As he finished his talk, he started to explain the activity I was dreading. I felt every tapping muscle in my body freeze. “Instead of having two groups — one for white folks and one for people of color — we will also have a third group for mixed racial identities.” I guess I should’ve felt relieved by this, but instead I felt even more terrified. I hadn’t factored this into my decision making. I knew what group I should go to, but I also knew people were going to judge me. Should I just go to the white ally group like I had planned? I saw C and my community mate — 50% Mexican, 50% white — walk towards the mixed race group. I instinctively followed them. I noticed quite a few white passing people and let out a small sigh. The numbers started to frantically add themselves up in my head. C was here with me, and if anything I was supporting them. I was here because they needed the support.
Sitting cross-legged in the middle of a grassy field, everyone’s eyes scanned each other’s faces with blank expressions. A few folks twisted their necks inside and outside our intimate circle, as if on guard for eavesdroppers. Others plucked blades of grass, one by one, from patches underneath their feet. We heard laughs and small talk in the 40+ person white affinity group just across the field.
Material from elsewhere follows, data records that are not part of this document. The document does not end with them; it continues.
//! Error types for registry queries

use std::fmt;

use thiserror::Error;

/// Kind of registry entity a lookup was made for
#[derive(Debug, Clone, Copy, PartialEq, Eq)]
pub enum Resource {
	Chain,
	AssetList,
	Asset,
	Path,
}

impl fmt::Display for Resource {
	fn fmt(&self, f: &mut fmt::Formatter<'_>) -> fmt::Result {
		let name = match self {
			Resource::Chain => "chain",
			Resource::AssetList => "asset list",
			Resource::Asset => "asset",
			Resource::Path => "path",
		};
		f.write_str(name)
	}
}

/// Caller-facing outcomes of a failed query
///
/// Neither variant is fatal; the transport layer maps them to status codes.
#[derive(Debug, Clone, Error, PartialEq, Eq)]
pub enum QueryError {
	#[error("{resource} not found: {key}")]
	NotFound { resource: Resource, key: String },

	#[error("bad request: {reason}")]
	BadRequest { reason: String },
}

pub type QueryResult<T> = Result<T, QueryError>;

impl QueryError {
	pub fn not_found(resource: Resource, key: impl Into<String>) -> Self {
		Self::NotFound {
			resource,
			key: key.into(),
		}
	}

	pub fn bad_request(reason: impl Into<String>) -> Self {
		Self::BadRequest {
			reason: reason.into(),
		}
	}

	/// HTTP status code this outcome maps to
	pub fn status_code(&self) -> u16 {
		match self {
			QueryError::NotFound { .. } => 404,
			QueryError::BadRequest { .. } => 400,
		}
	}

	/// Stable machine-readable error code
	pub fn code(&self) -> &'static str {
		match self {
			QueryError::NotFound { .. } => "NOT_FOUND",
			QueryError::BadRequest { .. } => "BAD_REQUEST",
		}
	}
}
pub mod assets;
pub mod chains;
pub mod common;
pub mod health;
pub mod paths;

pub use assets::{get_asset, list_assets};
pub use chains::{get_chain, get_chain_assets, get_endpoints, list_chains};
pub use health::health;
pub use paths::{filter_paths, get_path, list_path_names, list_paths};
//! Service startup logging
//!
//! Logs service, environment and registry details once at startup so a
//! running mirror can be identified from its logs.

use std::env;
use tracing::info;

use crate::Settings;

/// Logs service information at startup
pub fn log_service_info(settings: &Settings) {
	// Use the root package name, not the current crate
	let service_name = "skychart";
	let service_version = env!("CARGO_PKG_VERSION");

	info!("=== Skychart Registry Mirror Starting ===");
	info!("🚀 Service: {} v{}", service_name, service_version);
	info!("💻 Platform: {} ({})", env::consts::OS, env::consts::ARCH);

	if let Ok(cwd) = env::current_dir() {
		info!("📁 Working Directory: {}", cwd.display());
	}

	if let Ok(rust_log) = env::var("RUST_LOG") {
		info!("🔧 Log Level: {}", rust_log);
	}

	if let Ok(config_path) = env::var("CONFIG_PATH") {
		info!("📋 Config Path: {}", config_path);
	}

	info!(
		"📚 Registry: {}@{} (paths in {})",
		settings.registry.repository, settings.registry.branch, settings.registry.paths_directory
	);
	info!(
		"🔁 Sync: every {}s, {} concurrent fetches, failure policy {:?}",
		settings.sync.interval_secs, settings.sync.max_concurrent_fetches, settings.sync.failure_policy
	);

	info!(
		"🕒 Started at: {}",
		chrono::Utc::now().format("%Y-%m-%d %H:%M:%S UTC")
	);
}

/// Logs service shutdown information
pub fn log_service_shutdown() {
	info!("🛑 Skychart Registry Mirror Shutting Down");
	info!(
		"🕒 Shutdown at: {}",
		chrono::Utc::now().format("%Y-%m-%d %H:%M:%S UTC")
	);
}

/// Logs startup completion information
pub fn log_startup_complete(bind_address: &str) {
	info!("✅ Skychart Registry Mirror Started Successfully");
	info!("🌐 Server listening on: {}", bind_address);
	info!("📡 Ready to accept requests");
}
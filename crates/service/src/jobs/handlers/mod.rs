//! Job handler implementations

use async_trait::async_trait;
use std::sync::Arc;

use crate::sync::RegistrySync;

use super::types::{BackgroundJob, JobResult};

pub mod registry_sync;

pub use registry_sync::RegistrySyncHandler;

/// Trait for anything that can process a background job
#[cfg_attr(test, mockall::automock)]
#[async_trait]
pub trait JobHandler: Send + Sync {
	/// Handle a background job
	async fn handle(&self, job: BackgroundJob) -> JobResult;
}

/// Dispatches background jobs to their handlers
pub struct BackgroundJobHandler {
	registry_sync_handler: RegistrySyncHandler,
}

impl BackgroundJobHandler {
	pub fn new(sync: Arc<dyn RegistrySync>) -> Self {
		Self {
			registry_sync_handler: RegistrySyncHandler::new(sync),
		}
	}
}

#[async_trait]
impl JobHandler for BackgroundJobHandler {
	async fn handle(&self, job: BackgroundJob) -> JobResult {
		match job {
			BackgroundJob::SyncRegistry => {
				self.registry_sync_handler.handle().await?;
				Ok(())
			},
		}
	}
}
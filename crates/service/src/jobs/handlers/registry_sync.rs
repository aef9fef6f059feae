//! Registry sync job handler

use std::sync::Arc;

use tracing::{debug, error, info};

use crate::jobs::types::JobResult;
use crate::sync::{RegistrySync, SyncOutcome};

/// Runs one synchronization pass and reports its outcome
pub struct RegistrySyncHandler {
	sync: Arc<dyn RegistrySync>,
}

impl RegistrySyncHandler {
	pub fn new(sync: Arc<dyn RegistrySync>) -> Self {
		Self { sync }
	}

	pub async fn handle(&self) -> JobResult<SyncOutcome> {
		match self.sync.sync_once().await {
			Ok(outcome) => {
				match &outcome {
					SyncOutcome::Unchanged { checked_at } => {
						debug!("Registry unchanged as of {}", checked_at)
					},
					SyncOutcome::Published {
						version, skipped, ..
					} if !skipped.is_empty() => {
						info!(
							"Registry snapshot v{} published without: {}",
							version,
							skipped.join(", ")
						)
					},
					SyncOutcome::Published { .. } => {},
					SyncOutcome::AlreadyRunning => {
						debug!("Registry sync still running from a previous trigger")
					},
				}
				Ok(outcome)
			},
			Err(e) => {
				error!("Registry sync failed, keeping previous snapshot: {}", e);
				Err(e.into())
			},
		}
	}
}
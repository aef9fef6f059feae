//! Configuration settings structures

use serde::{Deserialize, Serialize};
use std::time::Duration;
use thiserror::Error;

/// Main application settings
#[derive(Debug, Serialize, Deserialize, Clone, Default)]
#[serde(default)]
pub struct Settings {
	pub server: ServerSettings,
	pub registry: RegistrySettings,
	pub sync: SyncSettings,
	pub timeouts: TimeoutSettings,
	pub logging: LoggingSettings,
}

/// Server configuration
#[derive(Debug, Serialize, Deserialize, Clone)]
#[serde(default)]
pub struct ServerSettings {
	pub host: String,
	pub port: u16,
}

/// Location and layout of the mirrored registry
#[derive(Debug, Serialize, Deserialize, Clone)]
#[serde(default)]
pub struct RegistrySettings {
	/// `owner/name` of the registry repository
	pub repository: String,
	pub branch: String,
	/// Base URL of the directory listing and commit history API
	pub api_base_url: String,
	/// Base URL raw documents are served from
	pub raw_base_url: String,
	/// Directory holding the IBC path documents
	pub paths_directory: String,
	/// Top-level directories containing this marker are not chains
	pub excluded_marker: String,
	/// Top-level directories starting with any of these are not chains
	pub excluded_prefixes: Vec<String>,
}

/// Synchronization cadence and failure handling
#[derive(Debug, Serialize, Deserialize, Clone)]
#[serde(default)]
pub struct SyncSettings {
	/// Seconds between synchronization passes
	pub interval_secs: u64,
	/// Upper bound on document fetches in flight during a pass
	pub max_concurrent_fetches: usize,
	pub failure_policy: FailurePolicy,
}

/// What a pass does when one chain's or path's documents fail to fetch or parse
#[derive(Debug, Serialize, Deserialize, Clone, Copy, PartialEq, Eq, Default)]
#[serde(rename_all = "lowercase")]
pub enum FailurePolicy {
	/// Abandon the whole pass and keep serving the previous snapshot
	#[default]
	Abort,
	/// Leave the failing entity out of this pass and publish the rest
	Skip,
}

/// Timeout configuration
#[derive(Debug, Serialize, Deserialize, Clone)]
#[serde(default)]
pub struct TimeoutSettings {
	/// Request timeout for HTTP clients
	pub request_ms: u64,
}

/// Logging configuration
#[derive(Debug, Serialize, Deserialize, Clone)]
#[serde(default)]
pub struct LoggingSettings {
	pub level: String,
	pub format: LogFormat,
	pub structured: bool,
}

/// Log format options
#[derive(Debug, Serialize, Deserialize, Clone, Copy, PartialEq, Eq)]
#[serde(rename_all = "lowercase")]
pub enum LogFormat {
	Json,
	Pretty,
	Compact,
}

#[derive(Debug, Error, PartialEq, Eq)]
pub enum ConfigValidationError {
	#[error("invalid value for {field}: {reason}")]
	InvalidField { field: &'static str, reason: String },
}

impl Default for ServerSettings {
	fn default() -> Self {
		Self {
			host: "0.0.0.0".to_string(),
			port: 8080,
		}
	}
}

impl Default for RegistrySettings {
	fn default() -> Self {
		Self {
			repository: "cosmos/chain-registry".to_string(),
			branch: "master".to_string(),
			api_base_url: "https://api.github.com".to_string(),
			raw_base_url: "https://raw.githubusercontent.com".to_string(),
			paths_directory: "_IBC".to_string(),
			excluded_marker: "testnets".to_string(),
			excluded_prefixes: Vec::new(),
		}
	}
}

impl Default for SyncSettings {
	fn default() -> Self {
		Self {
			interval_secs: 300,
			max_concurrent_fetches: 8,
			failure_policy: FailurePolicy::Abort,
		}
	}
}

impl Default for TimeoutSettings {
	fn default() -> Self {
		Self { request_ms: 10_000 }
	}
}

impl Default for LoggingSettings {
	fn default() -> Self {
		Self {
			level: "info".to_string(),
			format: LogFormat::Pretty,
			structured: false,
		}
	}
}

impl Settings {
	/// Get server bind address
	pub fn bind_address(&self) -> String {
		format!("{}:{}", self.server.host, self.server.port)
	}

	pub fn sync_interval(&self) -> Duration {
		Duration::from_secs(self.sync.interval_secs)
	}

	pub fn request_timeout(&self) -> Duration {
		Duration::from_millis(self.timeouts.request_ms)
	}

	pub fn validate(&self) -> Result<(), ConfigValidationError> {
		fn invalid(field: &'static str, reason: &str) -> ConfigValidationError {
			ConfigValidationError::InvalidField {
				field,
				reason: reason.to_string(),
			}
		}

		let repository = &self.registry.repository;
		match repository.split_once('/') {
			Some((owner, name)) if !owner.is_empty() && !name.is_empty() => {},
			_ => return Err(invalid("registry.repository", "expected 'owner/name'")),
		}
		if self.registry.branch.is_empty() {
			return Err(invalid("registry.branch", "must not be empty"));
		}
		if self.registry.paths_directory.is_empty() {
			return Err(invalid("registry.paths_directory", "must not be empty"));
		}
		if self.sync.interval_secs == 0 {
			return Err(invalid("sync.interval_secs", "must be greater than zero"));
		}
		if self.sync.max_concurrent_fetches == 0 {
			return Err(invalid(
				"sync.max_concurrent_fetches",
				"must be greater than zero",
			));
		}
		if self.timeouts.request_ms == 0 {
			return Err(invalid("timeouts.request_ms", "must be greater than zero"));
		}
		Ok(())
	}
}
There was none of that here.
The white passing people spoke first. Most of them talked about the struggles and privileges of being white passing. Breaking the silence, these folks spoke without stuttering. Their 1-2 minutes of sharing were tight and succinct, as if practiced or rehearsed before. They each made eye contact, spoke with decent posture, and used just the right amount of hand gestures to accompany their speech. One person claimed their Mexican side as a part of her own history, sharing stories of the discrimination her father’s side of the family faced. Another person used Spanish words to speak of the love between his grandparents. The language sat comfortably in his mouth. I longed to taste the sweet comfort of a language all my own, a language wrapped in the legacy of “Win.” I began plucking whole clumps of grass now, wondering what “father” was in Burmese.
Then someone of two different Asian races (50% each) spoke up. She talked about her grandparents and the clash of different cultures in her family, making sure to nod over to me every time she finished a thought. She only looked at me. Each time she glanced over, her eyes were wide and gentle. She smiled, making subtle hand gestures towards me as well, as if to signal that it was my turn to speak. Baffled by this foreign gesture, I kept quiet and didn’t say much. When asked to share, I just agreed with what everyone else said. I tried to keep my legs still. C didn’t say too much either. After everyone spoke, silence visited us again. The grass plucking continued. The short glances over, and down again, commenced. No one made any sudden comments or movements. No one wanted to draw attention to the center of the fishbowl.
This is how I carried myself — as the center of a fishbowl — even before college. As long as no one asked any questions, I was free to swim. If the attention was going to be on me, I wanted it to be for my good grades or athletic achievements, not for my genetics.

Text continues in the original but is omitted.